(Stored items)
========================================================================

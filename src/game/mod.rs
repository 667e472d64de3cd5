//! Player-versus-computer game flow on top of the table engine.
//!
//! `GameSession` is the explicit state a control loop owns: scores, the
//! player's selection and the phase of the current round.

mod session;

pub use session::{
    Advance, Finder, FoundSet, GameSession, Phase, Score, Selection, SessionSnapshot,
    TimeoutOutcome,
};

========================================================================

## Problem to solve
Go through the data and copy each line exactly as it reads.

## Result of this exercise
filename src/game/mod.rs
repository 667e472d64de3cd5
//! Player-versus-computer game flow on top of the table engine.
//!
//! `GameSession` is the explicit state a control loop owns: scores, the
//! player's selection and the phase of the current round.

mod session;

pub use session::{
    Advance, Finder, FoundSet, GameSession, Phase, Score, Selection, SessionSnapshot,
    TimeoutOutcome,
};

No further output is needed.